Si fa tutto online dal sito e ti arriva a casa la tessera con istruzioni e cartina dei posteggi, appoggi la tessera alla colonnina, prendi la bici al numero che ti viene segnalato, vai all’altro posteggio e metti giù la bici, … tutto qui, facile e comodo.
BikeMi è il nuovo servizio di Bike Sharing della città di Milano, facile, pratico ed ecologico. Nato per favorire la mobilità dei cittadini, BikeMi non è un semplice servizio di noleggio bici, ma un vero e proprio sistema di trasporto pubblico da utilizzare per i brevi spostamenti (al massimo 2 ore) insieme ai tradizionali mezzi di trasporto ATM.
Il servizio funziona ed è comodo, ho fatto ieri un test-drive da Moscova ai navigli, comodissimo. La bici ha 3 marce, cestello porta borsa e buoni freni.

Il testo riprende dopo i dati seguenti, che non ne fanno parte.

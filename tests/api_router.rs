mod common;

use axum::{
    body::{Body, to_bytes},
    http::{Request, StatusCode, header},
};
use chef_bazaar_api::routes::create_app_router;
use serde_json::{Value, json};
use tower::ServiceExt;

async fn send(app: axum::Router, request: Request<Body>) -> anyhow::Result<(StatusCode, Value)> {
    let response = app.oneshot(request).await?;
    let status = response.status();
    let bytes = to_bytes(response.into_body(), 1024 * 1024).await?;
    let body = if bytes.is_empty() {
        Value::Null
    } else {
        serde_json::from_slice(&bytes).unwrap_or(Value::Null)
    };
    Ok((status, body))
}

fn json_request(method: &str, uri: &str, token: Option<&str>, body: Value) -> Request<Body> {
    let mut builder = Request::builder()
        .method(method)
        .uri(uri)
        .header(header::CONTENT_TYPE, "application/json");
    if let Some(token) = token {
        builder = builder.header(header::AUTHORIZATION, format!("Bearer {token}"));
    }
    builder
        .body(Body::from(body.to_string()))
        .expect("request")
}

#[tokio::test]
async fn mutations_without_bearer_are_unauthorized() -> anyhow::Result<()> {
    let state = common::setup_state().await?;
    let app = create_app_router().with_state(state);

    let (status, body) = send(
        app.clone(),
        json_request("POST", "/meals", None, json!({ "name": "Biryani" })),
    )
    .await?;
    assert_eq!(status, StatusCode::UNAUTHORIZED);
    assert!(body["data"]["error"].is_string());

    let (status, _) = send(
        app,
        json_request("POST", "/favorites", Some("forged"), json!({})),
    )
    .await?;
    assert_eq!(status, StatusCode::UNAUTHORIZED);
    Ok(())
}

#[tokio::test]
async fn reads_are_anonymous() -> anyhow::Result<()> {
    let state = common::setup_state().await?;
    let app = create_app_router().with_state(state);

    let request = Request::builder().uri("/meals").body(Body::empty())?;
    let (status, body) = send(app.clone(), request).await?;
    assert_eq!(status, StatusCode::OK);
    assert_eq!(body["data"]["totalMeals"], 0);

    let request = Request::builder().uri("/").body(Body::empty())?;
    let response = app.oneshot(request).await?;
    assert_eq!(response.status(), StatusCode::OK);
    Ok(())
}

#[tokio::test]
async fn meal_created_with_string_price_is_listed() -> anyhow::Result<()> {
    let state = common::setup_state().await?;
    let app = create_app_router().with_state(state);

    let (status, body) = send(
        app.clone(),
        json_request(
            "POST",
            "/meals",
            Some(common::CUSTOMER_TOKEN),
            json!({
                "name": "Biryani",
                "chefName": "Rahima",
                "price": "12.50",
                "ingredients": ["rice", "chicken"]
            }),
        ),
    )
    .await?;
    assert_eq!(status, StatusCode::OK);
    assert_eq!(body["data"]["price"], 12.5);
    assert_eq!(body["data"]["rating"], 0.0);
    assert_eq!(body["data"]["chefEmail"], common::CUSTOMER_EMAIL);

    let request = Request::builder()
        .uri("/meals?page=1&limit=5")
        .body(Body::empty())?;
    let (status, body) = send(app, request).await?;
    assert_eq!(status, StatusCode::OK);
    assert_eq!(body["data"]["totalMeals"], 1);
    assert_eq!(body["data"]["meals"][0]["name"], "Biryani");
    Ok(())
}

#[tokio::test]
async fn bad_input_maps_to_client_errors() -> anyhow::Result<()> {
    let state = common::setup_state().await?;
    let app = create_app_router().with_state(state);

    let request = Request::builder().uri("/meals/not-a-uuid").body(Body::empty())?;
    let (status, _) = send(app.clone(), request).await?;
    assert_eq!(status, StatusCode::BAD_REQUEST);

    let request = Request::builder()
        .uri(format!("/orders/{}", uuid::Uuid::new_v4()))
        .body(Body::empty())?;
    let (status, _) = send(app.clone(), request).await?;
    assert_eq!(status, StatusCode::NOT_FOUND);

    let (status, _) = send(
        app.clone(),
        json_request(
            "PATCH",
            &format!("/requests/{}", uuid::Uuid::new_v4()),
            Some(common::ADMIN_TOKEN),
            json!({ "requestStatus": "approved" }),
        ),
    )
    .await?;
    assert_eq!(status, StatusCode::NOT_FOUND);

    let request = Request::builder().uri("/nowhere").body(Body::empty())?;
    let (status, body) = send(app, request).await?;
    assert_eq!(status, StatusCode::NOT_FOUND);
    assert_eq!(body["data"]["path"], "/nowhere");
    Ok(())
}

fn get(uri: &str) -> Request<Body> {
    Request::builder()
        .uri(uri)
        .body(Body::empty())
        .expect("request")
}

#[tokio::test]
async fn huge_page_is_a_bad_request() -> anyhow::Result<()> {
    let state = common::setup_state().await?;
    let app = create_app_router().with_state(state);

    let (status, body) = send(app.clone(), get("/meals?page=18446744073709551615&limit=100")).await?;
    assert_eq!(status, StatusCode::BAD_REQUEST);
    assert!(body["data"]["error"].is_string());

    let (status, _) = send(app, get("/orders?page=18446744073709551615")).await?;
    assert_eq!(status, StatusCode::BAD_REQUEST);
    Ok(())
}

#[tokio::test]
async fn chef_request_approval_over_http() -> anyhow::Result<()> {
    let state = common::setup_state().await?;
    let app = create_app_router().with_state(state);

    let (status, body) = send(
        app.clone(),
        json_request(
            "POST",
            "/users",
            Some(common::CUSTOMER_TOKEN),
            json!({ "name": "Home Cook", "photoURL": "https://img.example/cook.png" }),
        ),
    )
    .await?;
    assert_eq!(status, StatusCode::OK);
    assert_eq!(body["data"]["role"], "user");

    let (status, body) = send(
        app.clone(),
        json_request(
            "POST",
            "/requests",
            Some(common::CUSTOMER_TOKEN),
            json!({ "userName": "Home Cook", "requestType": "chef" }),
        ),
    )
    .await?;
    assert_eq!(status, StatusCode::OK);
    assert_eq!(body["data"]["requestStatus"], "pending");
    assert_eq!(body["data"]["userEmail"], common::CUSTOMER_EMAIL);
    let request_id = body["data"]["id"].as_str().expect("request id").to_string();

    let (status, body) = send(
        app.clone(),
        json_request(
            "PATCH",
            &format!("/requests/{request_id}"),
            Some(common::ADMIN_TOKEN),
            json!({ "requestStatus": "approved" }),
        ),
    )
    .await?;
    assert_eq!(status, StatusCode::OK);
    assert_eq!(body["data"]["modifiedCount"], 1);
    assert_eq!(body["data"]["requestStatus"], "approved");

    let (status, body) = send(app, get(&format!("/users/{}", common::CUSTOMER_EMAIL))).await?;
    assert_eq!(status, StatusCode::OK);
    assert_eq!(body["data"]["role"], "chef");
    let chef_id = body["data"]["chefId"].as_str().expect("chef id");
    let digits = chef_id.strip_prefix("CHEF-").expect("CHEF- prefix");
    assert!(!digits.is_empty() && digits.chars().all(|c| c.is_ascii_digit()));
    Ok(())
}

#[tokio::test]
async fn review_changes_update_meal_rating_over_http() -> anyhow::Result<()> {
    let state = common::setup_state().await?;
    let app = create_app_router().with_state(state);

    let (status, body) = send(
        app.clone(),
        json_request(
            "POST",
            "/meals",
            Some(common::CUSTOMER_TOKEN),
            json!({ "name": "Biryani", "chefName": "Rahima", "price": 12.5 }),
        ),
    )
    .await?;
    assert_eq!(status, StatusCode::OK);
    let meal_id = body["data"]["id"].as_str().expect("meal id").to_string();

    let mut review_ids = Vec::new();
    for rating in [json!(4), json!("2")] {
        let (status, body) = send(
            app.clone(),
            json_request(
                "POST",
                "/reviews",
                Some(common::CUSTOMER_TOKEN),
                json!({ "foodId": meal_id, "rating": rating, "comment": "ok" }),
            ),
        )
        .await?;
        assert_eq!(status, StatusCode::OK);
        review_ids.push(body["data"]["id"].as_str().expect("review id").to_string());
    }

    let (_, body) = send(app.clone(), get(&format!("/meals/{meal_id}"))).await?;
    assert_eq!(body["data"]["rating"], 3.0);

    let (status, _) = send(
        app.clone(),
        json_request(
            "DELETE",
            &format!("/reviews/{}", review_ids[0]),
            Some(common::CUSTOMER_TOKEN),
            json!({}),
        ),
    )
    .await?;
    assert_eq!(status, StatusCode::OK);

    let (_, body) = send(app.clone(), get(&format!("/meals/{meal_id}"))).await?;
    assert_eq!(body["data"]["rating"], 2.0);

    send(
        app.clone(),
        json_request(
            "DELETE",
            &format!("/reviews/{}", review_ids[1]),
            Some(common::CUSTOMER_TOKEN),
            json!({}),
        ),
    )
    .await?;

    let (_, body) = send(app, get(&format!("/meals/{meal_id}"))).await?;
    assert_eq!(body["data"]["rating"], 0.0);
    Ok(())
}
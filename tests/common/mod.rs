#![allow(dead_code)]

use std::{
    collections::HashMap,
    sync::{Arc, Mutex},
};

use async_trait::async_trait;
use chef_bazaar_api::{
    auth::{AuthError, IdentityVerifier, Principal},
    db::{create_memory_conn, run_migrations},
    entity::{meals::ActiveModel as MealActive, users::ActiveModel as UserActive},
    middleware::auth::AuthUser,
    payments::{GatewayError, PaymentGateway, PaymentIntent},
    state::AppState,
};
use chrono::Utc;
use sea_orm::{ActiveModelTrait, Set};
use uuid::Uuid;

pub const CUSTOMER_TOKEN: &str = "customer-token";
pub const CUSTOMER_EMAIL: &str = "customer@example.com";
pub const ADMIN_TOKEN: &str = "admin-token";
pub const ADMIN_EMAIL: &str = "admin@example.com";

/// Accepts a fixed set of tokens.
pub struct StaticVerifier {
    tokens: HashMap<String, Principal>,
}

impl StaticVerifier {
    pub fn new() -> Self {
        let mut tokens = HashMap::new();
        for (token, email) in [(CUSTOMER_TOKEN, CUSTOMER_EMAIL), (ADMIN_TOKEN, ADMIN_EMAIL)] {
            tokens.insert(
                token.to_string(),
                Principal {
                    email: email.to_string(),
                    subject: format!("uid-{email}"),
                },
            );
        }
        Self { tokens }
    }
}

#[async_trait]
impl IdentityVerifier for StaticVerifier {
    async fn verify(&self, token: &str) -> Result<Principal, AuthError> {
        self.tokens
            .get(token)
            .cloned()
            .ok_or(AuthError::InvalidToken)
    }
}

/// Records every intent request instead of calling a provider.
#[derive(Default)]
pub struct FakeGateway {
    pub calls: Mutex<Vec<(i64, String)>>,
}

#[async_trait]
impl PaymentGateway for FakeGateway {
    async fn create_intent(
        &self,
        amount_minor: i64,
        currency: &str,
    ) -> Result<PaymentIntent, GatewayError> {
        let mut calls = self.calls.lock().expect("gateway lock");
        calls.push((amount_minor, currency.to_string()));
        Ok(PaymentIntent {
            id: format!("pi_{}", calls.len()),
            client_secret: format!("pi_{}_secret_test", calls.len()),
            amount: amount_minor,
            currency: currency.to_string(),
        })
    }
}

pub async fn setup_state() -> anyhow::Result<AppState> {
    let (state, _) = setup_state_with_gateway().await?;
    Ok(state)
}

pub async fn setup_state_with_gateway() -> anyhow::Result<(AppState, Arc<FakeGateway>)> {
    let orm = create_memory_conn().await?;
    run_migrations(&orm).await?;
    let gateway = Arc::new(FakeGateway::default());
    let state = AppState::new(orm, Arc::new(StaticVerifier::new()), gateway.clone());
    Ok((state, gateway))
}

pub fn customer() -> AuthUser {
    AuthUser {
        email: CUSTOMER_EMAIL.to_string(),
        subject: format!("uid-{CUSTOMER_EMAIL}"),
    }
}

pub fn admin() -> AuthUser {
    AuthUser {
        email: ADMIN_EMAIL.to_string(),
        subject: format!("uid-{ADMIN_EMAIL}"),
    }
}

pub async fn insert_meal(state: &AppState, name: &str, price: f64) -> anyhow::Result<Uuid> {
    let meal = MealActive {
        id: Set(Uuid::new_v4()),
        name: Set(name.to_string()),
        chef_name: Set("Test Chef".to_string()),
        chef_id: Set(Some("CHEF-1".to_string())),
        chef_email: Set(Some("chef@example.com".to_string())),
        image: Set(None),
        price: Set(price),
        rating: Set(0.0),
        ingredients: Set(serde_json::json!(["rice"])),
        estimated_delivery_time: Set(None),
        delivery_area: Set(None),
        chef_experience: Set(None),
        details: Set(None),
        created_at: Set(Utc::now().into()),
    }
    .insert(&state.orm)
    .await?;
    Ok(meal.id)
}

pub async fn insert_user(state: &AppState, email: &str, role: &str) -> anyhow::Result<Uuid> {
    insert_user_with_chef_id(state, email, role, None).await
}

pub async fn insert_user_with_chef_id(
    state: &AppState,
    email: &str,
    role: &str,
    chef_id: Option<&str>,
) -> anyhow::Result<Uuid> {
    let user = UserActive {
        id: Set(Uuid::new_v4()),
        email: Set(email.to_string()),
        name: Set(None),
        photo_url: Set(None),
        address: Set(None),
        role: Set(role.to_string()),
        status: Set("active".to_string()),
        chef_id: Set(chef_id.map(str::to_string)),
        created_at: Set(Utc::now().into()),
    }
    .insert(&state.orm)
    .await?;
    Ok(user.id)
}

A Milano la bici è un mezzo di trasporto perfetto essendo tutta in piano, l’unica pecca è la totale mancanza di piste ciclabili, se guardate la cartina il numero di piste ciclabili è ridicolo rispetto alla città, soprattutto nel centro









Te l’avevo detto! Vedrai che ti convertirai pure tu! Bici uber alles!
Comunque è un vero scandalo la mancanza di piste ciclabili (soprassiedo sui vari incidenti avuti in questi anni, dalle sportellate al volo sui binari causa scema fotonica che scendeva dal taxi, al camioncino a cui IO ho fatto 90 Euro di danni!) e anche che la giunta abbia rifiutato il progetto proposto per unire in quattro tronconi per le quattro direzioni principali tutte le piste ciclabili del centro, con la scusa che “così si sarebbero tolti parcheggi per le auto”, non ho parole. Mi chiedo: a che pro fae il BikeMi (che è veramente un’ottima idea) se non si decide di investire un minimo di denaro (e credibilità) nelle piste ciclabili?